Enter: the Adjustable Vitals Monitor, or AVM. The AVM streamlines the process of vitals monitoring by measuring SpO2, Heart Rate, Blood Pressure, and Temperature at the click of a button. The device can hold and store data for three trial runs, and can either wirelessly transmit the data to a central server or separate device, such as a smartphone via bluetooth. Or, if the area is underdeveloped, the device can be modified to simply cycle through previous vital results, which can then be transcribed by hand.
In addition to the four basic vital signs, the AVM comes equipped with a Severity measurement. The Severity counter works by taking into account all four vital signs, computing their percent difference from the expected value of the patient's age group, and standardizes that patient's severity of injury on a scale of 0 to 1, with 0 indicating a perfectly healthy individual, and 1 meaning no signs of life detected. In addition, the AVM then displays these terms from greatest deviation from normal vitals to the least, which can tell the provider which vital sign deviation is contributing the greatest to the patient's illness. While the calculation is not perfect, the severity measurement allows EMTs and lay responders to better triage patients based on which of the three major vital signs is most contributing to the patient's distress. This is especially useful for children, who often have difficulty expressing accurately expressing the source of their pain when placed in a stressful or unfamiliar environment, such as an ambulance or hospital. Thus, the AVM can streamline the process of patient triage, while also cutting down the time between vitals calculation and delivery of treatment.
Various Sensors were added to an Arduino 101 board hooked to a base shield and breadboard. These sensors were placed inside a 3D printed, size-adjustable band for the extremities. Housed inside this band, the sensors measured the vital signs needed, such as Heart Rate, Temperature, Blood Pressure, and SpO2. The physical board was mounted on top of the wrist band. All of this can be powered with a 9V battery. The arduino would output the vital signs on a LCD display.
To start off the hackathon, the Arduino driver download server was down so we spent almost two hours looking for alternative sources to be able to start our project. From there, our next big challenge was trying to measure blood pressure, because that was a sensor that wasn't available to use. We needed to identify a way to model and report blood pressure. However, we were not able to build a cuff that could measure blood pressure and incorporate it into the band. Instead, with the help of the mentors, we were able to relate systolic blood pressure to the heart rate and run regressions to find conversion equations for each age group. Lastly, as we were finishing our project, hardware issues caused our LCD display to fail. We weren't able to cycle through vital signs as was possible earlier in the hackathon.
Our group is especially proud of the fact we were able to derive two of the four major vital signs even without the actual instruments that would be needed to directly retrieve the results. Though the calculations are not 100% accurate, they are accurate to the degree that an EMT or aid worker would need to properly deliver care. In addition, our Severity measure, while not a purely objective measure of pain, still serves to tell first responders and care workers what specific body system is being compromised, even in the presence of a language barrier. Two numbers and a letter/letters can now mean the difference between life or death for a child. Our group is also proud of overcoming obstacles in the 3D Printing process in order to finally produce a working prototype extremity band. Finally, our coder Ian deserves immense praise for overcoming all sorts of technical issues and bugs in order to finally calibrate the Arduino software to output the vital readings.

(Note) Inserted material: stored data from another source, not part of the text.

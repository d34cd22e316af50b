pub mod config;
pub mod error;
pub mod extract;
pub mod metrics;
pub mod routes;
pub mod validation;

use std::sync::atomic::AtomicU64;
use std::sync::Arc;

use asr_core::Transcriber;
use axum::{
    extract::Request,
    http::HeaderValue,
    middleware::{self, Next},
    response::Response,
    routing::{get, post},
    Router,
};
use gan_core::SynthesisService;
use tower_http::services::ServeDir;

use crate::config::ServerConfig;
use crate::metrics::AppMetrics;

#[derive(Clone)]
pub struct AppState {
    pub synth: Arc<SynthesisService>,
    pub asr: Option<Arc<dyn Transcriber>>,
    pub metrics: Arc<AppMetrics>,
    pub request_count: Arc<AtomicU64>,
    pub config: ServerConfig,
}

impl AppState {
    pub fn new(
        synth: SynthesisService,
        asr: Option<Arc<dyn Transcriber>>,
        config: ServerConfig,
    ) -> Self {
        Self {
            synth: Arc::new(synth),
            asr,
            metrics: AppMetrics::new(),
            request_count: Arc::new(AtomicU64::new(0)),
            config,
        }
    }
}

/// Request ID middleware for tracing. Reuses the caller's id when present.
pub async fn add_request_id(mut request: Request, next: Next) -> Response {
    let request_id = request
        .headers()
        .get("x-request-id")
        .cloned()
        .or_else(|| HeaderValue::from_str(&uuid::Uuid::new_v4().to_string()).ok());

    if let Some(id) = &request_id {
        request.headers_mut().insert("x-request-id", id.clone());
    }
    let mut response = next.run(request).await;
    if let Some(id) = request_id {
        response.headers_mut().insert("x-request-id", id);
    }
    response
}

/// All routes, mounted at the root and again under `/api`, plus the
/// artifact directory under `/static`.
pub fn router(state: AppState) -> Router {
    let public_api = Router::new()
        .route("/", get(routes::root))
        .route("/health", get(routes::health_check))
        .route("/healthz", get(routes::health_check))
        .route("/generate", post(routes::generate))
        .route("/generate_file", post(routes::generate_file))
        .route("/generate_evolution", post(routes::generate_evolution))
        .route("/generate_layer_file", post(routes::generate_layer_file))
        .route("/transcribe_file", post(routes::transcribe_file))
        .route("/predict", post(routes::predict));

    // Metrics endpoint - consider adding authentication in production
    let metrics_api = Router::new().route("/metrics", get(routes::metrics_endpoint));

    let api = Router::new().merge(public_api).merge(metrics_api);
    let static_files = ServeDir::new(&state.config.static_dir);

    Router::new()
        .merge(api.clone()) // root paths
        .nest("/api", api) // /api prefix
        .nest_service("/static", static_files)
        .layer(middleware::from_fn(add_request_id))
        .with_state(state)
}
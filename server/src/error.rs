use axum::{
    extract::rejection::JsonRejection,
    http::StatusCode,
    response::{IntoResponse, Response},
    Json,
};
use gan_core::SynthError;
use serde::Serialize;
use thiserror::Error;

/// API Error types
#[derive(Debug, Error)]
pub enum ApiError {
    #[error("Invalid input: {0}")]
    InvalidInput(String),

    #[error("Not found: {0}")]
    NotFound(String),

    #[error("Service unavailable: {0}")]
    ServiceUnavailable(String),

    #[error("Synthesis error: {0}")]
    Synthesis(#[from] SynthError),

    #[error("Transcription error: {0}")]
    Transcription(anyhow::Error),

    #[error("Internal server error: {0}")]
    InternalError(String),
}

/// Body rejections from [`AppJson`](crate::extract::AppJson) become 400s.
impl From<JsonRejection> for ApiError {
    fn from(rejection: JsonRejection) -> Self {
        ApiError::InvalidInput(rejection.body_text())
    }
}

/// Error response structure
#[derive(Serialize)]
struct ErrorResponse {
    error: String,
    code: u16,
}

impl ApiError {
    pub fn status(&self) -> StatusCode {
        match self {
            ApiError::InvalidInput(_) => StatusCode::BAD_REQUEST,
            ApiError::NotFound(_) => StatusCode::NOT_FOUND,
            ApiError::ServiceUnavailable(_) => StatusCode::SERVICE_UNAVAILABLE,
            ApiError::Synthesis(e) => match e {
                SynthError::InvalidInput(_) => StatusCode::BAD_REQUEST,
                SynthError::UnknownStage(_) => StatusCode::NOT_FOUND,
                SynthError::ModelLoad(_) => StatusCode::SERVICE_UNAVAILABLE,
                SynthError::Evaluation { .. } | SynthError::Storage { .. } => {
                    StatusCode::INTERNAL_SERVER_ERROR
                }
            },
            ApiError::Transcription(_) => StatusCode::BAD_GATEWAY,
            ApiError::InternalError(_) => StatusCode::INTERNAL_SERVER_ERROR,
        }
    }
}

impl IntoResponse for ApiError {
    fn into_response(self) -> Response {
        let status = self.status();
        let error_message = match self {
            ApiError::InvalidInput(msg) | ApiError::NotFound(msg) => msg,
            ApiError::Synthesis(SynthError::UnknownStage(name)) => {
                format!("Layer '{name}' not found")
            }
            other => {
                if status.is_server_error() {
                    tracing::error!("{}", other);
                }
                other.to_string()
            }
        };

        let body = Json(ErrorResponse {
            error: error_message,
            code: status.as_u16(),
        });

        (status, body).into_response()
    }
}
//! WaveGAN generator on candle.
//!
//! Layout (width `d`, slice 65536): a linear projection of the latent to
//! `32d x 16`, then six stride-4 transposed convolutions halving the channel
//! count each time (`32d -> 16d -> ... -> d -> 1`), ReLU between stages and
//! `tanh` on the output. The 16384 slice starts from `16d` and stops after
//! `upconv4`; the 32768 slice uses stride 2 for `upconv5`.
//!
//! Checkpoint tensor names follow the PyTorch module tree: `z_project.*`,
//! `z_batchnorm.*`, `upconvN.conv.*`, `upconvN.batch_norm.*`.

use std::path::Path;

use candle_core::{DType, Device, IndexOp, Module, Tensor};
use candle_nn::{
    batch_norm, conv_transpose1d, linear, BatchNorm, BatchNormConfig, ConvTranspose1d,
    ConvTranspose1dConfig, Linear, ModuleT, VarBuilder,
};
use tracing::{debug, info, warn};

use crate::config::{DevicePreference, GeneratorConfig, Precision};
use crate::error::{Result, SynthError};
use crate::generator::{Generator, HookRegistry};
use crate::stage::STAGE_ORDER;

/// Samples per channel after the latent projection.
const PROJECTED_LEN: usize = 16;

struct UpConv {
    name: &'static str,
    conv: ConvTranspose1d,
    batch_norm: Option<BatchNorm>,
}

impl UpConv {
    fn load(
        name: &'static str,
        in_channels: usize,
        out_channels: usize,
        stride: usize,
        config: &GeneratorConfig,
        vb: VarBuilder,
    ) -> candle_core::Result<Self> {
        // Exact `stride`x upsampling: (L - 1) * s - 2p + k + 1 == s * L
        let cfg = ConvTranspose1dConfig {
            padding: (config.kernel_len + 1 - stride) / 2,
            output_padding: 1,
            stride,
            ..Default::default()
        };
        let conv = conv_transpose1d(in_channels, out_channels, config.kernel_len, cfg, vb.pp("conv"))?;
        let batch_norm = if config.use_batchnorm {
            Some(batch_norm(out_channels, BatchNormConfig::default(), vb.pp("batch_norm"))?)
        } else {
            None
        };
        Ok(Self { name, conv, batch_norm })
    }

    fn forward(&self, x: &Tensor) -> candle_core::Result<Tensor> {
        let x = self.conv.forward(x)?;
        match &self.batch_norm {
            Some(bn) => bn.forward_t(&x, false),
            None => Ok(x),
        }
    }
}

pub struct WaveGan {
    z_project: Linear,
    z_batchnorm: Option<BatchNorm>,
    upconvs: Vec<UpConv>,
    projected_channels: usize,
    latent_dim: usize,
    slice_len: usize,
    device: Device,
    dtype: DType,
    hooks: HookRegistry,
}

impl std::fmt::Debug for WaveGan {
    fn fmt(&self, f: &mut std::fmt::Formatter<'_>) -> std::fmt::Result {
        f.debug_struct("WaveGan")
            .field("stages", &self.stages())
            .field("slice_len", &self.slice_len)
            .field("device", &device_label(&self.device))
            .field("dtype", &self.dtype)
            .finish()
    }
}

impl WaveGan {
    /// Load a checkpoint for `config`. Seeds the backend first when the
    /// config asks for determinism.
    pub fn load(config: &GeneratorConfig, checkpoint: &Path) -> Result<Self> {
        config.validate().map_err(|e| SynthError::ModelLoad(e.to_string()))?;
        if !checkpoint.is_file() {
            return Err(SynthError::ModelLoad(format!(
                "checkpoint not found: {}",
                checkpoint.display()
            )));
        }

        let device = select_device(config.device)?;
        if let Some(seed) = config.determinism_seed {
            apply_determinism(&device, seed);
        }
        let dtype = compute_dtype(config.precision, &device);

        let is_pickle = matches!(
            checkpoint.extension().and_then(|e| e.to_str()),
            Some("pt") | Some("pth")
        );
        let vb = if is_pickle {
            VarBuilder::from_pth(checkpoint, dtype, &device)
        } else {
            // SAFETY: the checkpoint is opened read-only and is not modified
            // while the mapping is alive.
            unsafe { VarBuilder::from_mmaped_safetensors(&[checkpoint], dtype, &device) }
        }
        .map_err(|e| {
            SynthError::ModelLoad(format!("failed to read {}: {e}", checkpoint.display()))
        })?;

        let model = Self::from_var_builder(config, vb).map_err(|e| {
            SynthError::ModelLoad(format!(
                "checkpoint {} does not match the {} generator: {e}",
                checkpoint.display(),
                config.variant
            ))
        })?;
        info!(
            "Loaded WaveGAN generator from {} ({})",
            checkpoint.display(),
            model.describe()
        );
        Ok(model)
    }

    /// Build the network from already-resolved weights. Device and dtype are
    /// taken from the var builder.
    pub fn from_var_builder(config: &GeneratorConfig, vb: VarBuilder) -> candle_core::Result<Self> {
        let dim_mul = if config.slice_len == 16384 { 16 } else { 32 };
        let projected_channels = config.width * dim_mul;

        let z_project = linear(
            config.latent_dim,
            PROJECTED_LEN * projected_channels,
            vb.pp("z_project"),
        )?;
        let z_batchnorm = if config.use_batchnorm {
            Some(batch_norm(projected_channels, BatchNormConfig::default(), vb.pp("z_batchnorm"))?)
        } else {
            None
        };

        // upconv names are STAGE_ORDER[1..]; 16384 stops at upconv4
        let n_up = if config.slice_len == 16384 { 5 } else { 6 };
        let mut upconvs = Vec::with_capacity(n_up);
        let mut channels = projected_channels;
        for (i, &name) in STAGE_ORDER[1..=n_up].iter().enumerate() {
            let last = i + 1 == n_up;
            let out_channels = if last { 1 } else { channels / 2 };
            let stride = if last && config.slice_len == 32768 { 2 } else { 4 };
            upconvs.push(UpConv::load(name, channels, out_channels, stride, config, vb.pp(name))?);
            channels = out_channels;
        }

        Ok(Self {
            z_project,
            z_batchnorm,
            upconvs,
            projected_channels,
            latent_dim: config.latent_dim,
            slice_len: config.slice_len,
            device: vb.device().clone(),
            dtype: vb.dtype(),
            hooks: HookRegistry::new(),
        })
    }

    pub fn device(&self) -> &Device {
        &self.device
    }

    pub fn dtype(&self) -> DType {
        self.dtype
    }

    fn forward(&mut self, latent: &[f32]) -> Result<Tensor> {
        let stage_err =
            |stage: &'static str| move |e: candle_core::Error| SynthError::evaluation(Some(stage), e);

        let z = Tensor::from_slice(latent, (1, self.latent_dim), &self.device)
            .and_then(|z| z.to_dtype(self.dtype))
            .map_err(stage_err("z_project"))?;

        let mut x = self
            .z_project
            .forward(&z)
            .and_then(|x| x.reshape((1, self.projected_channels, PROJECTED_LEN)))
            .map_err(stage_err("z_project"))?;
        if let Some(bn) = &self.z_batchnorm {
            x = bn.forward_t(&x, false).map_err(stage_err("z_project"))?;
        }
        self.hooks.record("z_project", || first_channel(&x))?;
        x = x.relu().map_err(stage_err("z_project"))?;

        let n_up = self.upconvs.len();
        for i in 0..n_up {
            let name = self.upconvs[i].name;
            x = self.upconvs[i].forward(&x).map_err(stage_err(name))?;
            self.hooks.record(name, || first_channel(&x))?;
            let activated = if i + 1 == n_up { x.tanh() } else { x.relu() };
            x = activated.map_err(stage_err(name))?;
        }
        Ok(x)
    }
}

impl Generator for WaveGan {
    fn stages(&self) -> Vec<&'static str> {
        std::iter::once(STAGE_ORDER[0])
            .chain(self.upconvs.iter().map(|u| u.name))
            .collect()
    }

    fn input_dim(&self) -> usize {
        self.latent_dim
    }

    fn output_len(&self) -> usize {
        self.slice_len
    }

    fn run(&mut self, latent: &[f32]) -> Result<Vec<f32>> {
        if latent.len() != self.latent_dim {
            return Err(SynthError::InvalidInput(format!(
                "latent has {} values, generator expects {}",
                latent.len(),
                self.latent_dim
            )));
        }
        self.hooks.begin_pass();
        let out = self.forward(latent)?;
        first_channel(&out).map_err(|e| e.in_stage(crate::stage::FINAL_STAGE))
    }

    fn hooks(&self) -> &HookRegistry {
        &self.hooks
    }

    fn hooks_mut(&mut self) -> &mut HookRegistry {
        &mut self.hooks
    }

    fn describe(&self) -> String {
        format!(
            "{} stages, {} samples, device={}, dtype={:?}",
            self.upconvs.len() + 1,
            self.slice_len,
            device_label(&self.device),
            self.dtype
        )
    }
}

/// Batch 0, channel 0 as host F32. Half-precision activations are widened here,
/// before any sample reaches the codec.
fn first_channel(x: &Tensor) -> Result<Vec<f32>> {
    x.i((0, 0))
        .and_then(|t| t.to_dtype(DType::F32))
        .and_then(|t| t.to_device(&Device::Cpu))
        .and_then(|t| t.to_vec1::<f32>())
        .map_err(|e| SynthError::evaluation(None, e))
}

/// Resolve a device preference. `Auto` falls back to the CPU when no CUDA
/// device is present or candle was built without CUDA.
pub fn select_device(preference: DevicePreference) -> Result<Device> {
    match preference {
        DevicePreference::Cpu => Ok(Device::Cpu),
        DevicePreference::Auto => match Device::cuda_if_available(0) {
            Ok(device) => Ok(device),
            Err(e) => {
                warn!("CUDA initialisation failed, using CPU: {e}");
                Ok(Device::Cpu)
            }
        },
    }
}

pub fn compute_dtype(precision: Precision, device: &Device) -> DType {
    match precision {
        Precision::Half if device.is_cuda() || device.is_metal() => DType::F16,
        _ => DType::F32,
    }
}

/// Seed the backend RNG and note whether bitwise determinism can be expected.
/// Neither step is fatal.
fn apply_determinism(device: &Device, seed: u64) {
    if let Err(e) = device.set_seed(seed) {
        debug!("backend RNG not seeded ({e}), continuing");
    }
    if !device.is_cpu() {
        debug!(
            "deterministic kernels are not guaranteed on {}, continuing",
            device_label(device)
        );
    }
}

pub fn device_label(device: &Device) -> &'static str {
    match device {
        Device::Cpu => "cpu",
        Device::Cuda(_) => "cuda",
        Device::Metal(_) => "metal",
    }
}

Throughout this project, we learned to how successfully code in Arduino despite never having prior experience. Additionally, we successfully produced our first 3D Printed model with CAD software despite roadblocks during the process. We also learned how to apply lessons from our classes such as Engineering 102 and Physics 207 in order to derive the necessary voltage to power certain components of the device, as well as how to derive an equation for severity.
Currently, AVM is only calibrated for one specific age group, as the equations we inputted vary based on age group. Our next step would be to program the AVM to accept an age input prior to activating, which would then allow the AVM to run the appropriate algorithm to determine the measured Blood Pressure and Temperature. Additionally, we hope to make variants of the band that can be applied to patients with obesity or COPD, as currently the AVM cannot give accurate measurements for such patients due to their poor blood perfusion and inherently low SpO2 values, respectively.